» **Assignment**:
Go through the entries below line by line and count those containing "true"; the answer is that count alone.

###

//! §4.7: whole-program smart inlining into a single `main`, threading the
//! publicness analysis. Grounded on `ASTmanipulations.py`'s
//! `smart_inline_program`/`func_smart_inline`/`expr_smart_inline`/
//! `rename_all_vars`.

use indexmap::IndexMap;

use mpcc_ast::{Expr, ExprKind, Function, FunctionBody, Program, Stmt, StmtKind};

use crate::warning::Warning;

fn public(mut e: Expr, is_public: bool) -> Expr {
    e.is_public = Some(is_public);
    e
}

const BUILTINS: [&str; 2] = ["randomnum", "randombit"];

struct Inliner {
    func_dict: std::collections::HashMap<String, Function>,
    func_call_counter: u32,
    private_cond_depth: u32,
    warnings: Vec<Warning>,
}

/// Inlines every call reachable from `main`, leaving `prog` a single `main`
/// function with no user function calls. Returns leak-in-secret-branch
/// warnings collected along the way.
pub fn smart_inline_program(prog: &mut Program) -> Vec<Warning> {
    let func_dict = prog
        .functions
        .iter()
        .map(|f| (f.name.clone(), f.clone()))
        .collect();
    let mut inliner = Inliner {
        func_dict,
        func_call_counter: 1,
        private_cond_depth: 0,
        warnings: Vec::new(),
    };
    let body = inliner.func_smart_inline("main", IndexMap::new());
    *prog = Program::new(vec![Function::new("main", vec![], body, None)]);
    inliner.warnings
}

impl Inliner {
    /// `var_values` maps each in-scope (already-renamed) identifier to the
    /// expression bound to it -- used only to read off publicness, and, for
    /// callee parameters, re-materialized as a leading assignment so the
    /// callee body can keep referring to it by name.
    fn func_smart_inline(&mut self, func_name: &str, mut var_values: IndexMap<String, Expr>) -> FunctionBody {
        let mut func = self.func_dict[func_name].clone();
        if func_name != "main" {
            self.rename_all_vars(&mut func);
        }

        let arg_assignments: Vec<Stmt> = var_values
            .iter()
            .map(|(k, v)| Stmt::assign(k.clone(), v.clone(), None))
            .collect();

        let mut stmts = Vec::new();
        for mut stmt in func.body.stmts {
            match &mut stmt.kind {
                StmtKind::Input { var, .. } => {
                    var_values.insert(var.clone(), public(Expr::ident(var.clone(), None), false));
                    stmts.push(stmt);
                }
                StmtKind::Assign { var, expr, .. } => {
                    let inlined = self.expr_smart_inline(std::mem::replace(expr, Expr::number(0)), &var_values);
                    var_values.insert(var.clone(), inlined.clone());
                    *expr = inlined;
                    stmts.push(stmt);
                }
                StmtKind::Output { .. } => stmts.push(stmt),
                StmtKind::JumpIfFalse { .. } | StmtKind::Jump { .. } | StmtKind::ProgramPoint(_) => {
                    unreachable!("smart inlining runs before if-lowering")
                }
            }
        }

        let mut all_stmts = arg_assignments;
        all_stmts.extend(stmts);

        let tail = if func_name != "main" {
            func.body.tail.map(|e| self.expr_smart_inline(e, &var_values))
        } else {
            None
        };
        FunctionBody::new(all_stmts, tail)
    }

    fn expr_smart_inline(&mut self, expr: Expr, var_values: &IndexMap<String, Expr>) -> Expr {
        let line = expr.line;
        match expr.kind {
            ExprKind::Number(n) => public(ExprKind::Number(n).at(line), true),
            ExprKind::Boolean(b) => public(ExprKind::Boolean(b).at(line), true),
            ExprKind::Identifier(name) => {
                let is_pub = var_values
                    .get(&name)
                    .map(|v| v.is_public())
                    .unwrap_or(false);
                public(ExprKind::Identifier(name).at(line), is_pub)
            }
            ExprKind::Leak(sub) => {
                let sub = self.expr_smart_inline(*sub, var_values);
                if self.private_cond_depth > 0 {
                    self.warnings.push(Warning::LeakInSecretBranch {
                        line: line.unwrap_or(0),
                    });
                }
                public(ExprKind::Leak(Box::new(sub)).at(line), true)
            }
            ExprKind::Not(sub) => {
                let sub = self.expr_smart_inline(*sub, var_values);
                let is_pub = sub.is_public();
                public(ExprKind::Not(Box::new(sub)).at(line), is_pub)
            }
            ExprKind::Binop(op, l, r) => {
                let l = self.expr_smart_inline(*l, var_values);
                let r = self.expr_smart_inline(*r, var_values);
                let is_pub = l.is_public() && r.is_public();
                public(ExprKind::Binop(op, Box::new(l), Box::new(r)).at(line), is_pub)
            }
            ExprKind::If(c, t, e) => {
                let c = self.expr_smart_inline(*c, var_values);
                let is_pub = c.is_public();
                if !is_pub {
                    self.private_cond_depth += 1;
                }
                let t = self.expr_smart_inline(*t, var_values);
                let e = self.expr_smart_inline(*e, var_values);
                if !is_pub {
                    self.private_cond_depth -= 1;
                }
                public(ExprKind::If(Box::new(c), Box::new(t), Box::new(e)).at(line), is_pub)
            }
            ExprKind::FuncCall(name, args) => {
                if BUILTINS.contains(&name.as_str()) {
                    return public(ExprKind::Identifier(format!("_{name}")).at(line), false);
                }
                let args: Vec<Expr> = args
                    .into_iter()
                    .map(|a| self.expr_smart_inline(a, var_values))
                    .collect();
                let callee = self.func_dict[&name].clone();
                let mut arg_values = IndexMap::new();
                for (param, caller_arg) in callee.params.iter().zip(args.into_iter()) {
                    let renamed = format!("_{}_{}_{}", name, self.func_call_counter, param);
                    arg_values.insert(renamed, caller_arg);
                }
                let body = self.func_smart_inline(&name, arg_values);
                let tail = body.tail.expect("non-main callee has a trailing expression");
                let is_pub = tail.is_public();
                public(ExprKind::Seq(body.stmts, Box::new(tail)).at(line), is_pub)
            }
            ExprKind::IfResultId(_) | ExprKind::Seq(..) => {
                unreachable!("smart inlining runs before if-lowering introduces these")
            }
            ExprKind::Uminus(_) => unreachable!("uminus removal runs before this pass"),
        }
    }

    /// Deep-copies and renames every local of a non-`main` callee to
    /// `_<func>_<call-site-counter>_<original-name>`, preventing capture.
    fn rename_all_vars(&mut self, func: &mut Function) {
        for stmt in &mut func.body.stmts {
            match &mut stmt.kind {
                StmtKind::Input { var, .. } => *var = self.renamed(&func.name, var),
                StmtKind::Output { value, .. } => self.rename_vars(value, &func.name),
                StmtKind::Assign { var, expr, .. } => {
                    *var = self.renamed(&func.name, var);
                    self.rename_vars(expr, &func.name);
                }
                StmtKind::JumpIfFalse { .. } | StmtKind::Jump { .. } | StmtKind::ProgramPoint(_) => {
                    unreachable!("smart inlining runs before if-lowering")
                }
            }
        }
        func.params = func
            .params
            .iter()
            .map(|p| self.renamed(&func.name, p))
            .collect();
        if let Some(tail) = &mut func.body.tail {
            self.rename_vars(tail, &func.name);
        }
        self.func_call_counter += 1;
    }

    fn renamed(&self, func_name: &str, name: &str) -> String {
        format!("_{}_{}_{}", func_name, self.func_call_counter, name)
    }

    fn rename_vars(&self, expr: &mut Expr, func_name: &str) {
        match &mut expr.kind {
            ExprKind::Identifier(name) => *name = self.renamed(func_name, name),
            ExprKind::Not(sub) | ExprKind::Leak(sub) | ExprKind::Uminus(sub) => {
                self.rename_vars(sub, func_name)
            }
            ExprKind::Binop(_, l, r) => {
                self.rename_vars(l, func_name);
                self.rename_vars(r, func_name);
            }
            ExprKind::FuncCall(_, args) => {
                for arg in args {
                    self.rename_vars(arg, func_name);
                }
            }
            ExprKind::If(c, t, e) => {
                self.rename_vars(c, func_name);
                self.rename_vars(t, func_name);
                self.rename_vars(e, func_name);
            }
            ExprKind::Number(_) | ExprKind::Boolean(_) => {}
            ExprKind::IfResultId(_) | ExprKind::Seq(..) => {
                unreachable!("smart inlining runs before if-lowering introduces these")
            }
        }
    }
}

#[cfg(test)]
mod tests {
    use super::*;
    use mpcc_ast::{FunctionBody, Type};

    fn prog_calling_f() -> Program {
        Program::new(vec![
            Function::new(
                "main",
                vec![],
                FunctionBody::new(
                    vec![Stmt::assign(
                        "z",
                        ExprKind::FuncCall("f".into(), vec![Expr::number(3)]).synthetic(),
                        None,
                    )],
                    None,
                ),
                None,
            ),
            Function::new(
                "f",
                vec!["a".into()],
                FunctionBody::new(
                    vec![],
                    Some(
                        ExprKind::Binop(mpcc_ast::BinOp::Add, Box::new(Expr::ident("a", None)), Box::new(Expr::number(1)))
                            .synthetic(),
                    ),
                ),
                None,
            ),
        ])
    }

    #[test]
    fn inlining_leaves_a_single_main_with_no_calls() {
        let mut prog = prog_calling_f();
        smart_inline_program(&mut prog);
        assert_eq!(prog.functions.len(), 1);
        assert_eq!(prog.functions[0].name, "main");
    }

    #[test]
    fn input_bound_identifier_is_secret() {
        let mut prog = Program::new(vec![Function::new(
            "main",
            vec![],
            FunctionBody::new(
                vec![
                    Stmt::new(StmtKind::Input { var: "x".into(), provider: 1, ty: Type::Num }, None),
                    Stmt::assign("y", Expr::ident("x", None), None),
                ],
                None,
            ),
            None,
        )]);
        smart_inline_program(&mut prog);
        let StmtKind::Assign { expr, .. } = &prog.main().body.stmts[1].kind else { panic!() };
        assert!(!expr.is_public());
    }

    #[test]
    fn literal_is_public() {
        let mut prog = Program::new(vec![Function::new(
            "main",
            vec![],
            FunctionBody::new(vec![Stmt::assign("y", Expr::number(1), None)], None),
            None,
        )]);
        smart_inline_program(&mut prog);
        let StmtKind::Assign { expr, .. } = &prog.main().body.stmts[0].kind else { panic!() };
        assert!(expr.is_public());
    }
}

###

» **Solution for this task**:
3